Теперь про то, закончился ли синдром. Да нет, потому что это болезнь возвратная. Когда в Нидерландах идет волна национализма, связанная с поведением эмигрантов из бывших нидерландских колоний, — что это, как не повторный, третичный удар того же самого постимперского синдрома. Там же все довольно горячо. Сейчас горячо. Сегодня горячо. Поэтому я и говорю, что постимперский синдром — это не такая штука, которую знают, как лечить. Мы можем только сказать, что разные страны проходят по-разному. Я не могу назвать страну, которая без потерь, без боли, без страданий прошла этот путь и его завершила. Да, есть пример Германии, разгромленной и денацифицированной.

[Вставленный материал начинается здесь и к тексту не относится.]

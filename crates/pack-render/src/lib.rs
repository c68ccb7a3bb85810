// crates/pack-render/src/lib.rs

use pack_core::{
    Color, Font, IntrinsicSizeProvider, NodeId, NodeTree, Property, StyleCommand, StyleError,
    TextAlign, TreeError,
};
use pack_layout::{LayoutEngine, LayoutError, Viewport};
use std::collections::HashMap;
use tracing::debug;

pub mod recording;
pub use recording::*;

#[derive(Debug, Clone, PartialEq, thiserror::Error)]
pub enum ApplyError {
    #[error("Tree error: {0}")]
    Tree(#[from] TreeError),
    #[error("Style error: {0}")]
    Style(#[from] StyleError),
    #[error("Layout error: {0}")]
    Layout(#[from] LayoutError),
    #[error("No widget bound to node {0}")]
    NoWidget(NodeId),
    #[error("Backend call failed: {0}")]
    Backend(String),
}

pub type ApplyResult<T> = std::result::Result<T, ApplyError>;

/// Native widget side of the style bridge. One applicator drives one widget.
pub trait Applicator {
    fn set_color(&mut self, color: Color) -> ApplyResult<()>;

    fn set_background_color(&mut self, color: Color) -> ApplyResult<()>;

    fn set_font(&mut self, font: &Font) -> ApplyResult<()>;

    fn set_alignment(&mut self, alignment: TextAlign) -> ApplyResult<()>;

    fn set_hidden(&mut self, hidden: bool) -> ApplyResult<()>;

    /// Geometry changed and the owning tree needs a new layout pass.
    fn refresh(&mut self) -> ApplyResult<()> {
        Ok(())
    }

    /// Dispatch one command to the matching backend call.
    fn apply(&mut self, command: &StyleCommand) -> ApplyResult<()> {
        match command {
            StyleCommand::SetColor(color) => self.set_color(*color),
            StyleCommand::SetBackgroundColor(color) => self.set_background_color(*color),
            StyleCommand::SetFont(font) => self.set_font(font),
            StyleCommand::SetAlignment(alignment) => self.set_alignment(*alignment),
            StyleCommand::SetHidden(hidden) => self.set_hidden(*hidden),
            StyleCommand::Refresh => self.refresh(),
        }
    }

    fn apply_commands(&mut self, commands: &[StyleCommand]) -> ApplyResult<()> {
        for command in commands {
            self.apply(command)?;
        }
        Ok(())
    }
}

impl<A: Applicator + ?Sized> Applicator for Box<A> {
    fn set_color(&mut self, color: Color) -> ApplyResult<()> {
        (**self).set_color(color)
    }

    fn set_background_color(&mut self, color: Color) -> ApplyResult<()> {
        (**self).set_background_color(color)
    }

    fn set_font(&mut self, font: &Font) -> ApplyResult<()> {
        (**self).set_font(font)
    }

    fn set_alignment(&mut self, alignment: TextAlign) -> ApplyResult<()> {
        (**self).set_alignment(alignment)
    }

    fn set_hidden(&mut self, hidden: bool) -> ApplyResult<()> {
        (**self).set_hidden(hidden)
    }

    fn refresh(&mut self) -> ApplyResult<()> {
        (**self).refresh()
    }
}

/// Binds applicators to the nodes they render and routes style changes made
/// through it to the right widget.
pub struct WidgetRegistry<A: Applicator> {
    widgets: HashMap<NodeId, A>,
}

impl<A: Applicator> Default for WidgetRegistry<A> {
    fn default() -> Self {
        Self {
            widgets: HashMap::new(),
        }
    }
}

impl<A: Applicator> WidgetRegistry<A> {
    pub fn new() -> Self {
        Self::default()
    }

    /// Attach `widget` to `id`, returning the widget it replaces.
    pub fn bind(&mut self, id: NodeId, widget: A) -> Option<A> {
        self.widgets.insert(id, widget)
    }

    pub fn unbind(&mut self, id: NodeId) -> Option<A> {
        self.widgets.remove(&id)
    }

    pub fn widget(&self, id: NodeId) -> Option<&A> {
        self.widgets.get(&id)
    }

    pub fn widget_mut(&mut self, id: NodeId) -> Option<&mut A> {
        self.widgets.get_mut(&id)
    }

    pub fn len(&self) -> usize {
        self.widgets.len()
    }

    pub fn is_empty(&self) -> bool {
        self.widgets.is_empty()
    }

    /// Push the node's whole style to its widget.
    pub fn reapply(&mut self, tree: &NodeTree, id: NodeId) -> ApplyResult<()> {
        let commands = tree.node(id)?.style.reapply();
        let widget = self.widgets.get_mut(&id).ok_or(ApplyError::NoWidget(id))?;
        debug!("Reapplying {} style commands to {}", commands.len(), id);
        widget.apply_commands(&commands)
    }

    /// Reapply every bound node under `root`, in tree order. Unbound nodes
    /// are skipped.
    pub fn reapply_tree(&mut self, tree: &NodeTree, root: NodeId) -> ApplyResult<usize> {
        let mut applied = 0;
        for id in tree.descendants(root)? {
            if self.widgets.contains_key(&id) {
                self.reapply(tree, id)?;
                applied += 1;
            }
        }
        Ok(applied)
    }

    /// Run a layout pass over `root`, then push every bound node's style to
    /// its widget. Returns the number of widgets updated.
    pub fn layout_and_reapply(
        &mut self,
        engine: &mut dyn LayoutEngine,
        tree: &mut NodeTree,
        root: NodeId,
        viewport: &Viewport,
        intrinsics: &dyn IntrinsicSizeProvider,
    ) -> ApplyResult<usize> {
        engine.compute_layout(tree, root, viewport, intrinsics)?;
        self.reapply_tree(tree, root)
    }

    /// Set a property by name and forward the resulting command to the
    /// node's widget, if one is bound. Returns the command so the caller
    /// can tell whether a new layout pass is due.
    pub fn set_property(
        &mut self,
        tree: &mut NodeTree,
        id: NodeId,
        name: &str,
        value: &str,
    ) -> ApplyResult<Option<StyleCommand>> {
        let command = tree.node_mut(id)?.style.set(name, value)?;
        self.forward(id, command)
    }

    /// Reset a property to its default and forward the resulting command.
    pub fn reset_property(
        &mut self,
        tree: &mut NodeTree,
        id: NodeId,
        property: Property,
    ) -> ApplyResult<Option<StyleCommand>> {
        let command = tree.node_mut(id)?.style.reset(property);
        self.forward(id, command)
    }

    fn forward(
        &mut self,
        id: NodeId,
        command: Option<StyleCommand>,
    ) -> ApplyResult<Option<StyleCommand>> {
        if let (Some(command), Some(widget)) = (&command, self.widgets.get_mut(&id)) {
            debug!("Forwarding {} to {}", command.name(), id);
            widget.apply(command)?;
        }
        Ok(command)
    }
}
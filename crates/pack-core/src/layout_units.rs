// crates/pack-core/src/layout_units.rs
use glam::Vec2;
use std::fmt;

/// One axis of a backend-reported intrinsic size.
#[derive(Debug, Clone, Copy, PartialEq)]
pub enum Dimension {
    /// The widget renders at exactly this size
    Fixed(f32),
    /// The widget renders no smaller than this, and may grow
    AtLeast(f32),
}

/// Shorthand for a lower-bounded intrinsic dimension.
pub fn at_least(value: f32) -> Dimension {
    Dimension::AtLeast(value)
}

impl Dimension {
    /// The smallest size this dimension can take.
    pub fn minimum(self) -> f32 {
        match self {
            Dimension::Fixed(value) | Dimension::AtLeast(value) => value,
        }
    }

    /// Resolve against the space a parent offers on this axis.
    pub fn resolve(self, offered: f32) -> f32 {
        match self {
            Dimension::Fixed(value) => value,
            Dimension::AtLeast(value) => value.max(offered),
        }
    }
}

impl From<f32> for Dimension {
    fn from(value: f32) -> Self {
        Dimension::Fixed(value)
    }
}

// Lets bare float literals (which default to f64) act as fixed sizes.
impl From<f64> for Dimension {
    fn from(value: f64) -> Self {
        Dimension::Fixed(value as f32)
    }
}

impl fmt::Display for Dimension {
    fn fmt(&self, f: &mut fmt::Formatter<'_>) -> fmt::Result {
        match self {
            Dimension::Fixed(value) => write!(f, "{}", value),
            Dimension::AtLeast(value) => write!(f, "at_least({})", value),
        }
    }
}

/// Natural size of a widget as reported by the rendering backend.
/// A missing axis means the widget has no opinion on it.
#[derive(Debug, Clone, Copy, PartialEq, Default)]
pub struct IntrinsicSize {
    pub width: Option<Dimension>,
    pub height: Option<Dimension>,
}

impl IntrinsicSize {
    pub fn new(width: impl Into<Dimension>, height: impl Into<Dimension>) -> Self {
        Self {
            width: Some(width.into()),
            height: Some(height.into()),
        }
    }

    pub fn none() -> Self {
        Self::default()
    }

    pub fn is_none(&self) -> bool {
        self.width.is_none() && self.height.is_none()
    }
}

/// Four box edges, in the CSS order top/right/bottom/left.
#[derive(Debug, Clone, Copy, PartialEq, Default)]
pub struct Edges {
    pub top: f32,
    pub right: f32,
    pub bottom: f32,
    pub left: f32,
}

impl Edges {
    pub const ZERO: Edges = Edges {
        top: 0.0,
        right: 0.0,
        bottom: 0.0,
        left: 0.0,
    };

    pub fn uniform(value: f32) -> Self {
        Self {
            top: value,
            right: value,
            bottom: value,
            left: value,
        }
    }

    pub fn horizontal(&self) -> f32 {
        self.left + self.right
    }

    pub fn vertical(&self) -> f32 {
        self.top + self.bottom
    }

    /// Combined left+right and top+bottom.
    pub fn size(&self) -> Vec2 {
        Vec2::new(self.horizontal(), self.vertical())
    }

    /// Top-left corner offset.
    pub fn leading(&self) -> Vec2 {
        Vec2::new(self.left, self.top)
    }

    pub fn map(self, f: impl Fn(f32) -> f32) -> Self {
        Self {
            top: f(self.top),
            right: f(self.right),
            bottom: f(self.bottom),
            left: f(self.left),
        }
    }
}

/// Result of the last layout pass for one node. Overwritten wholesale by
/// every layout call; a hidden node keeps a zero-sized record.
#[derive(Debug, Clone, Copy, PartialEq, Default)]
pub struct ComputedLayout {
    /// Left edge of the content box, in root coordinates
    pub absolute_content_left: f32,
    /// Top edge of the content box, in root coordinates
    pub absolute_content_top: f32,
    pub content_width: f32,
    pub content_height: f32,
    /// Padding actually applied, already scaled for the viewport DPI
    pub padding: Edges,
}

impl ComputedLayout {
    pub fn new(origin: Vec2, content: Vec2, padding: Edges) -> Self {
        Self {
            absolute_content_left: origin.x,
            absolute_content_top: origin.y,
            content_width: content.x,
            content_height: content.y,
            padding,
        }
    }

    /// Total width, content plus horizontal padding.
    pub fn width(&self) -> f32 {
        self.content_width + self.padding.horizontal()
    }

    /// Total height, content plus vertical padding.
    pub fn height(&self) -> f32 {
        self.content_height + self.padding.vertical()
    }

    pub fn origin(&self) -> Vec2 {
        Vec2::new(self.absolute_content_left, self.absolute_content_top)
    }

    pub fn content_size(&self) -> Vec2 {
        Vec2::new(self.content_width, self.content_height)
    }

    pub fn size(&self) -> Vec2 {
        Vec2::new(self.width(), self.height())
    }

    pub fn translate(&mut self, delta: Vec2) {
        self.absolute_content_left += delta.x;
        self.absolute_content_top += delta.y;
    }
}
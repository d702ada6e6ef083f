//! Silent Watch: simulated IoT sensor monitoring with threshold risk alerts.
//!
//! Module map (EMBP: callers go through the re-exports below):
//! - `scorer`    – weighted threshold rules and LOW/MEDIUM/HIGH banding
//! - `simulator` – synthetic readings and the persist-then-score tick
//! - `poller`    – interval refresh of the dashboard snapshot
//! - `display`   – card/indicator view of a snapshot
//! - `store`     – Postgres, Supabase REST and in-memory backends
//! - `routes`    – axum HTTP surface

pub mod config;
pub mod display;
pub mod models;
pub mod poller;
pub mod routes;
pub mod schema;
pub mod scorer;
pub mod simulator;
pub mod state;
pub mod store;

pub use config::{Config, StoreBackend};
pub use models::{
    NewRiskAlert, NewSensorReading, Principal, RiskAlert, RiskFactors, RiskLevel, SensorReading,
};
pub use poller::{DashboardSnapshot, Poller, SnapshotHandle};
pub use scorer::{assess, RiskAssessment};
pub use simulator::{run_tick, ReadingGenerator, SimulationControl, TickOutcome};
pub use state::AppState;
pub use store::{MemoryStore, PgStore, RestStore, SensorStore, StoreError, StoreResult};
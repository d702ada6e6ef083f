//! Process-local store backed by vectors.
//!
//! Rows are lost on restart. Ordering ties (same timestamp) resolve to the
//! most recently inserted row, which is what a serial-id tiebreak would give.

use async_trait::async_trait;
use chrono::Utc;
use tokio::sync::RwLock;
use uuid::Uuid;

use super::{SensorStore, StoreResult};
use crate::models::{NewRiskAlert, NewSensorReading, RiskAlert, SensorReading};

// ---

#[derive(Debug, Default)]
pub struct MemoryStore {
    // ---
    readings: RwLock<Vec<SensorReading>>,
    alerts: RwLock<Vec<RiskAlert>>,
}

impl MemoryStore {
    // ---
    pub fn new() -> Self {
        Self::default()
    }

    pub async fn reading_count(&self) -> usize {
        self.readings.read().await.len()
    }

    pub async fn alert_count(&self) -> usize {
        self.alerts.read().await.len()
    }
}

#[async_trait]
impl SensorStore for MemoryStore {
    async fn insert_reading(&self, reading: &NewSensorReading) -> StoreResult<SensorReading> {
        // ---
        let stored = SensorReading {
            id: Uuid::new_v4(),
            user_id: reading.user_id,
            timestamp: reading.timestamp,
            pir_motion: reading.pir_motion,
            sound_level: reading.sound_level,
            temperature: reading.temperature,
            humidity: reading.humidity,
            gas_level: reading.gas_level,
            location: reading.location.clone(),
            created_at: Utc::now(),
        };

        self.readings.write().await.push(stored.clone());
        Ok(stored)
    }

    async fn insert_alert(&self, alert: &NewRiskAlert) -> StoreResult<RiskAlert> {
        // ---
        let stored = RiskAlert {
            id: Uuid::new_v4(),
            user_id: alert.user_id,
            risk_level: alert.risk_level,
            risk_score: alert.risk_score,
            factors: alert.factors.clone(),
            alert_message: alert.alert_message.clone(),
            resolved: alert.resolved,
            created_at: Utc::now(),
        };

        self.alerts.write().await.push(stored.clone());
        Ok(stored)
    }

    async fn latest_reading(&self, user_id: Uuid) -> StoreResult<Option<SensorReading>> {
        // ---
        let readings = self.readings.read().await;

        // `max_by_key` keeps the last maximum, i.e. the latest insert on ties.
        Ok(readings
            .iter()
            .filter(|r| r.user_id == user_id)
            .max_by_key(|r| r.timestamp)
            .cloned())
    }

    async fn recent_alerts(&self, user_id: Uuid, limit: usize) -> StoreResult<Vec<RiskAlert>> {
        // ---
        let alerts = self.alerts.read().await;

        let mut owned: Vec<RiskAlert> = alerts
            .iter()
            .rev()
            .filter(|a| a.user_id == user_id)
            .cloned()
            .collect();
        owned.sort_by(|a, b| b.created_at.cmp(&a.created_at));
        owned.truncate(limit);

        Ok(owned)
    }
}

У них, вроде бы, несколько другое отношение, у них, вроде бы, по-другому строятся отношения с мигрантами. Дай Бог, конечно! Хотя и там все не так просто. Сами немцы говорят: «Нам легче это переживать. Знаете почему? Потому что у нас был военный разгром. Нам и Франции это переживать легче». Я задал бестактный вопрос: «Как? А Франции почему?» Они говорят: «А 1940 г.?» А вот англичане переживают тяжело, потому что у них не было такого военного поражения, которое пришлось внутренне пережить. Вроде бы, победы, победы, победы, и распад империи. И, как вы понимаете, это очень похоже на Советский Союз и историю Российской империи. В этом смысле мы ближе к ситуации с Англией.

Для меня эта тема крайне болезненна, но крайне интересна. Я не вижу способов эффективного переживания постимперского синдрома, хотя, по-моему, пора поговорить о том, как хотя бы облегчать страдания, учитывая, что уже десяток стран проходит через эту болезнь, и она полностью еще ни у кого не закончилась.

Александр Долгин (глава фонда «Прагматика культуры», проф. ГУ-ВШЭ): Ресурс внимания уже самортизирован, поэтому я постараюсь коротко. Хотел бы обратить внимание на два момента. Во-первых, о справедливости. Это слово, эта мысль, интонация витают в воздухе, уже так много слышится, и вы уже даже думаете остаться об этом думать. Может быть, немножко на этом остановиться. Потому что это задача не только не решаемая, как вы сказали. Во-первых, действительно, не решаемая, никогда и нигде, это некоторый пас в сторону воображаемого желания тех, кому это кажется важным. На самом деле это выдуманное желание.